Peguero signed a minor league deal with the Texas Rangers on January 13, 2015. He was called up on April 11, and made his Rangers debut the same day. He was designated for assignment on May 20.

===Boston Red Sox===
On May 27, 2015, the Boston Red Sox acquired Peguero for cash considerations. On June 4, Peguero was designated for assignment, but rejoined the team by signing a minor league contract on June 15.

===St. Louis Cardinals===
The St. Louis Cardinals announced on January 22, 2016, that they signed Peguero to a minor league deal with an invitation to major league spring training camp. His minor league totals in 10 previous seasons included a .273 average, .335 OBP and .511 SLG. The Cardinals assigned him to the Triple-A Memphis Redbirds of the Pacific Coast League, where he batted .283, .355 OBP and .435 SLG.

===Tohoku Rakuten Golden Eagles===
The Cardinals sold Peguero's contract to the Tohoku Rakuten Golden Eagles of Nippon Professional Baseball (NPB) on July 8, 2016.

On July 12, 2017, Peguero hit a home run with distance of 513 ft (156.4 m) at the Fukuoka Yahuoku! Dome.

===Toros de Tijuana===
On June 4, 2019, Peguero signed with the Toros de Tijuana of the Mexican League. He appeared in 22 games and slashed .259/.362/.482 with 5 home runs and 14 RBIs.

===LG Twins===
On July 10, 2019, Peguero signed with the LG Twins of the KBO League. He became a free agent following the season.

===Pericos de Puebla===
On February 19, 2020, Peguero signed with the Pericos de Puebla of the Mexican League. However, he was released by the Pericos on June 25 without appearing in a game.

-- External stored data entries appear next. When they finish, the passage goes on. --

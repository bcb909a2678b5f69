// SPDX-License-Identifier: Apache-2.0
// Copyright (c) 2026 Coact Contributors

//! The State Substrate: KV/TTL, hash, set, atomic counter, and pub/sub
//! primitives shared by every other component, plus the lease and
//! rate-limit helpers built on top of them.

pub mod backend;
pub mod config;
pub mod error;
pub mod keys;
pub mod lease;
pub mod memory;
pub mod ratelimit;
pub mod redis_backend;

pub use backend::{MessageStream, Substrate};
pub use config::SubstrateConfig;
pub use error::{Result, SubstrateError};
pub use lease::Lease;
pub use memory::MemorySubstrate;
pub use redis_backend::RedisSubstrate;

use std::sync::Arc;

/// Construct the substrate implementation named by `config`. `"memory"`
/// selects the in-process backend (tests, single-node dev); anything else
/// is treated as a Redis connection URL.
pub async fn connect(config: &SubstrateConfig) -> Result<Arc<dyn Substrate>> {
    if config.substrate_url == "memory" {
        return Ok(Arc::new(MemorySubstrate::new()));
    }
    let redis = RedisSubstrate::connect(&config.substrate_url).await?;
    Ok(Arc::new(redis))
}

===El Águila de Veracruz===
On July 22, 2024, after 4 years of inactivity Peguero signed with the El Águila de Veracruz of the Mexican League. In 8 games for Veracruz, he went 6–for–20 (.300) with no home runs and two RBI.

===Conspiradores de Querétaro===
On February 25, 2025, Peguero signed with the Conspiradores de Querétaro of the Mexican League. In 37 appearances for Querétaro, he batted .267/.399/.431 with four home runs, 18 RBI, and one stolen base. Peguero was released by the Conspiradores on July 2.

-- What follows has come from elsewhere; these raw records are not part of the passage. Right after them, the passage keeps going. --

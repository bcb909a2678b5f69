// SPDX-License-Identifier: Apache-2.0
// Copyright (c) 2026 Coact Contributors

use serde::{Deserialize, Serialize};

/// The trusted identity the edge gateway attaches to a request after bearer
/// token validation. The coordination plane never validates signatures
/// itself — an upstream identity provider issues the token; C5 trusts it
/// and forwards this claim inward (spec §1 "out of scope").
#[derive(Debug, Clone, Serialize, Deserialize)]
pub struct AuthClaim {
    /// Stable user/service identity, used as the rate-limit subject.
    pub subject: String,
    /// Session the token is scoped to, if any.
    #[serde(skip_serializing_if = "Option::is_none")]
    pub session_id: Option<String>,
    /// Token identifier, checked against the revocation blacklist.
    pub jti: String,
    /// Unix seconds the token expires at.
    pub exp: u64,
}

impl AuthClaim {
    pub fn remaining_lifetime_secs(&self, now_epoch_secs: u64) -> u64 {
        self.exp.saturating_sub(now_epoch_secs)
    }
}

===Centauros de La Guaira===
On April 21, 2026, Peguero signed with the Centauros de La Guaira of the Venezuelan Major League. In 14 games he hit .255/.345/.333 with one home run and 6 RBIs.

==Personal life==
Peguero is married to Maria Jacqueline (née Borbón) Peguero, the youngest daughter of former major league relief pitcher Pedro Borbón, and sister of Pedro Borbón, Jr., also a former major league relief pitcher.